If things do go pear-shaped, repair
Remember, parents don’t always get things right, especially when they’re anxious or under stress. So, if you do end up shouting at your child or losing your temper, know that the best thing you can do is to apologise and let your child know that you’re sorry that you missed an opportunity to be kind.
“Research shows that repair makes all the difference to your child’s ability to form a healthy attachment, even when things aren’t perfect,” Oona explains.
Show an interest in their interests
Make time to chat with your child about their main interests, whatever they may be.

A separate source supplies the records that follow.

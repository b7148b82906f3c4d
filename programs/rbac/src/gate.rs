//! Authorization decisions for every privileged instruction.
//!
//! The functions here only look at already loaded data and never touch accounts,
//! so a denied request can't leave anything half written.

use anchor_lang::prelude::*;

use crate::errors::ErrorCode;
use crate::state::{Config, Role, UserProfile};

/// The identity a request claims to act as, plus its own role record if it has one.
#[derive(Debug, Clone)]
pub struct Actor {
    pub key: Pubkey,
    pub is_signer: bool,
    pub profile: Option<UserProfile>,
}

/// Which allow path admitted the request.
#[derive(Debug, Clone, Copy, PartialEq, Eq)]
pub enum Grant {
    Genesis,
    SuperAdmin,
    SelfRevocation,
}

impl Actor {
    pub fn new(key: Pubkey, is_signer: bool, profile: Option<UserProfile>) -> Self {
        Self { key, is_signer, profile }
    }

    fn check_signer(&self) -> Result<()> {
        require!(self.is_signer, ErrorCode::InvalidSigner);
        Ok(())
    }

    fn role(&self) -> Option<Role> {
        self.profile.as_ref().map(|profile| profile.role)
    }
}

pub fn authorize_initialize(
    actor: &Actor,
    config: &Config,
    target: &Pubkey,
    role: Role,
) -> Result<Grant> {
    actor.check_signer()?;

    if actor.role() == Some(Role::SuperAdmin) {
        return Ok(Grant::SuperAdmin);
    }

    // no super admin record: only the configured genesis authority may get through
    config.check_genesis(&actor.key, target, role)?;
    Ok(Grant::Genesis)
}

pub fn authorize_revoke(
    actor: &Actor,
    target: &Pubkey,
    target_profile: Option<&UserProfile>,
) -> Result<Grant> {
    actor.check_signer()?;

    if target_profile.is_none() {
        return Err(ErrorCode::NotFound.into());
    }

    // separate allow path, not a privilege level
    if actor.key == *target {
        return Ok(Grant::SelfRevocation);
    }

    match actor.role() {
        Some(Role::SuperAdmin) => Ok(Grant::SuperAdmin),
        _ => Err(ErrorCode::Unauthorized.into()),
    }
}

pub fn authorize_admin(actor: &Actor) -> Result<Role> {
    actor.check_signer()?;

    match actor.role() {
        Some(role) if role.is_admin() => Ok(role),
        _ => Err(ErrorCode::Unauthorized.into()),
    }
}
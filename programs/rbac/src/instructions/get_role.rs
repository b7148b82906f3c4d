use anchor_lang::prelude::*;

use crate::constants::USER_ROLE_SEED;
use crate::state::Role;
use crate::utils::UserProfileAccInfo;

#[derive(Accounts)]
#[instruction(user: Pubkey)]
pub struct GetRole<'info> {
    /// CHECK: may not exist
    #[account(seeds = [USER_ROLE_SEED.as_bytes(), user.as_ref()], bump)]
    pub user_profile: UncheckedAccount<'info>,
}

// `None` is "no record", clients show that as uninitialized
pub fn handle_get_role(ctx: Context<GetRole>, _user: Pubkey) -> Result<Option<Role>> {
    Ok(ctx
        .accounts
        .user_profile
        .load_profile()?
        .map(|profile| profile.role))
}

Have a child that doesn’t like talking that much? Try this instead: when they’re doing something they enjoy, say building Lego or watching their favourite TV show, sidle up to them and spend a moment commenting on their current building project or on the show. “Children are so grateful when we show an interest in their thing,” she explains.
Your presence is the best present
And finally, know that ultimately, your child will be looking forward to spending time with you, or so says the parenting expert. “When you’re with your child, you don’t have to plan anything amazing or give them any shiny gifts, to make them feel special. The greatest gift you can give your child is your attention,” she explains.
Which means? Creating time to be with your child – whether that’s playing games, chatting, cooking or just hanging out together. “That’s what children love. Do the ordinary things with loving attention and in doing so, you’ll create magic for your child,” she concludes.
Co-parenting during coronavirus won’t be easy, but it will be worth it, in the end. If you are struggling mentally, do reach out to your local GP. They are always there to offer professional help.